The Government of the World – Information

The Prussians had William I as king in those years. And it was his chancellor Otto von Bismarck, who dreamed of greater Germany. Incidents in which they were involved with the French were several and among them the most serious had to do with Spain. Since the departure of Elizabeth II from the throne, due to the revolution of September 1868, we were looking for a king. The candidacy of Prince Leopold of Hollenzollen-Sigmaringen made the French emperor very ill, who dreamed of placing a compatriot in that place. A diplomatic incident, badly explained by both parties, perhaps intentionally, upset Napoleon Bonaparte’s nephew who declared war. The alliance between Prussia and the conglomerate of duchies, principalities, and the like, who also dreamed of greater Germany, welcomed the challenge. The war, known as Franco-Prussian, of 1870/71, was a military outing for some and a humiliating defeat for others. Napoleon III was imprisoned, the empire was over, and the republic was born. The proud victors were unified and gave birth to their empire, the Second Reich, placing William I as emperor and they did so in a ceremony at the Palace of Versailles, nothing less than the symbol of past Gallic greatness. An unnecessary gesture that was sowing hatred in all the French, present and future, until they found the opportunity to avenge the affront.

Only the very clueless continue to believe that the attack that killed Francisco Fernando, the heir to the Austro-Hungarian crown, was the cause of the Great War, now known as the First World War. In reality, it was only the spark that ignited in the abundant fuel that had been accumulating since 1871. The document that formalized the end of this war was signed, of course! In Versailles, the French staging that this symbol that in its day They tried to take the Germans away from them. He was still at home. The Treaty of Versailles of June 28, 1919, was very unfair to the defeated, sowing enough hatred from day one that a lunatic like Adolf Hitler could lead the Third Reich into World War II.

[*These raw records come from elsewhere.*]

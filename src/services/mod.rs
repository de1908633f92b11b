pub mod dispatch_service;
pub mod document_service;
pub mod model_service;
pub mod quiz_service;
pub mod templates;

pub use dispatch_service::DispatchService;
pub use document_service::DocumentService;
pub use model_service::{AnthropicModel, CompletionModel};
pub use quiz_service::QuizService;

In 1871, after the Franco-Prussian War, nobody bothered to try to organize something like a “world government.” In 1919, after the Great War, there was a person who wanted to try it, Woodrow Wilson, president of the United States, who managed to introduce in the aforementioned treaty the creation of a League of Nations, an international organization dedicated to working for peace in the world. . He was born with 42 countries and reached 57, working fairly well in his first ten years, 1919-1929, but after the great depression born with the stock market crash, nothing was the same again. The Second World War was the most obvious example of the failure of the SN, which was formally dissolved in April 1946, without a formal transfer of documentation to the UN.

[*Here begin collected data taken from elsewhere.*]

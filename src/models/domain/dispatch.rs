use chrono::{DateTime, Utc};
use serde::{Deserialize, Serialize};

use crate::models::domain::delivery::{DocumentKind, Role};

#[derive(Clone, Copy, Debug, PartialEq, Eq, Deserialize, Serialize)]
#[serde(rename_all = "lowercase")]
pub enum ChannelKind {
    Email,
    Message,
}

/// One planned single-recipient delivery attempt over one channel.
#[derive(Clone, Debug)]
pub struct ChannelTarget {
    pub kind: ChannelKind,
    pub role: Role,
    pub address: String,
    pub documents: Vec<DocumentKind>,
    pub subject: Option<String>,
    pub body: String,
}

#[derive(Clone, Copy, Debug, PartialEq, Eq, Deserialize, Serialize)]
#[serde(rename_all = "lowercase")]
pub enum DeliveryStatus {
    Sent,
    Failed,
}

/// The result of one attempt. Always produced, never raised.
#[derive(Clone, Debug)]
pub struct DeliveryOutcome {
    pub role: Role,
    pub kind: ChannelKind,
    pub address: String,
    pub status: DeliveryStatus,
    pub error: Option<String>,
}

impl DeliveryOutcome {
    pub fn sent(target: &ChannelTarget) -> Self {
        Self {
            role: target.role,
            kind: target.kind,
            address: target.address.clone(),
            status: DeliveryStatus::Sent,
            error: None,
        }
    }

    pub fn failed(target: &ChannelTarget, error: impl Into<String>) -> Self {
        Self {
            role: target.role,
            kind: target.kind,
            address: target.address.clone(),
            status: DeliveryStatus::Failed,
            error: Some(error.into()),
        }
    }

    fn channel_noun(&self) -> &'static str {
        match self.kind {
            ChannelKind::Email => "email",
            ChannelKind::Message => "WhatsApp",
        }
    }

    /// Human-readable log line, e.g. "Teacher email sent to t@school.org".
    pub fn descriptor(&self) -> String {
        match self.status {
            DeliveryStatus::Sent => format!(
                "{} {} sent to {}",
                self.role.descriptor(),
                self.channel_noun(),
                self.address
            ),
            DeliveryStatus::Failed => format!(
                "{} {} failed: {}",
                self.role.descriptor(),
                self.channel_noun(),
                self.error.as_deref().unwrap_or("unknown error")
            ),
        }
    }
}

/// Aggregate of all outcomes for one job. The dispatcher returns this even
/// when every attempt failed.
#[derive(Clone, Debug)]
pub struct DispatchReport {
    pub outcomes: Vec<DeliveryOutcome>,
    pub generated_at: DateTime<Utc>,
}

impl DispatchReport {
    pub fn new(outcomes: Vec<DeliveryOutcome>) -> Self {
        Self {
            outcomes,
            generated_at: Utc::now(),
        }
    }

    pub fn sent_emails(&self) -> Vec<String> {
        self.bucket(ChannelKind::Email, DeliveryStatus::Sent)
    }

    pub fn sent_messages(&self) -> Vec<String> {
        self.bucket(ChannelKind::Message, DeliveryStatus::Sent)
    }

    pub fn failures(&self) -> Vec<String> {
        self.outcomes
            .iter()
            .filter(|o| o.status == DeliveryStatus::Failed)
            .map(DeliveryOutcome::descriptor)
            .collect()
    }

    fn bucket(&self, kind: ChannelKind, status: DeliveryStatus) -> Vec<String> {
        self.outcomes
            .iter()
            .filter(|o| o.kind == kind && o.status == status)
            .map(DeliveryOutcome::descriptor)
            .collect()
    }
}

#[cfg(test)]
mod tests {
    use super::*;

    fn target(role: Role, kind: ChannelKind) -> ChannelTarget {
        ChannelTarget {
            kind,
            role,
            address: "someone@example.com".to_string(),
            documents: vec![],
            subject: None,
            body: String::new(),
        }
    }

    #[test]
    fn descriptors_name_the_role_and_channel() {
        let sent = DeliveryOutcome::sent(&target(Role::Teacher, ChannelKind::Email));
        assert_eq!(sent.descriptor(), "Teacher email sent to someone@example.com");

        let failed = DeliveryOutcome::failed(
            &target(Role::Parent, ChannelKind::Message),
            "number unreachable",
        );
        assert_eq!(failed.descriptor(), "Parent WhatsApp failed: number unreachable");
    }

    #[test]
    fn report_partitions_outcomes_by_kind_and_status() {
        let report = DispatchReport::new(vec![
            DeliveryOutcome::sent(&target(Role::Recorder, ChannelKind::Email)),
            DeliveryOutcome::failed(&target(Role::Teacher, ChannelKind::Email), "rejected"),
            DeliveryOutcome::sent(&target(Role::Student, ChannelKind::Message)),
        ]);

        assert_eq!(report.sent_emails().len(), 1);
        assert_eq!(report.sent_messages().len(), 1);
        assert_eq!(report.failures().len(), 1);
        assert_eq!(report.outcomes.len(), 3);
    }
}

The well-intentioned attempt to build a “world government” after the Great War and its resounding failure did not discourage some world leaders. The death of Franklin D. Roosevelt, possibly the father of the idea, did not make other leaders give up and so on April 25, 1945 in San Francisco the inaugural conference of the United Nations was held, which took place in June when almost fifty states ratified the charter. One of the most important milestones of this organization was the approval on December 10, 1948, in Paris, of the Declaration of Human Rights.

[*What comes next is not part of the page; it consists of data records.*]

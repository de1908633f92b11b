pub mod email;
pub mod message;

use thiserror::Error;

pub use email::{EmailAttachment, EmailChannel, OutboundEmail, SendGridChannel};
pub use message::{MessageChannel, TwilioChannel};

/// Failure from one provider call. The display text is what ends up in the
/// delivery outcome for the affected target.
#[derive(Debug, Clone, Error)]
pub enum ChannelError {
    #[error("transport error: {0}")]
    Transport(String),

    #[error("provider rejected request ({status}): {body}")]
    Rejected { status: u16, body: String },
}

impl From<reqwest::Error> for ChannelError {
    fn from(err: reqwest::Error) -> Self {
        ChannelError::Transport(err.to_string())
    }
}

To affirm that the UN has failed miserably is excessive, but it is not unreasonable to argue that it is not being the necessary body for that “government of the world.” I do not think that his disappearance was the best decision, but it would be reasonable to find him some complement. And there are two possible ones that are cited in this sense: G-7 and G-20. I would personally bet on the latter, with a more plural representation and with a statistically significant weight in the world, with 85% of GDP and 65% of the population. I would like to think that the new US president, Joe Biden, has among his projects to reactivate this forum for debate and proposals, as well as its complementarity with the UN.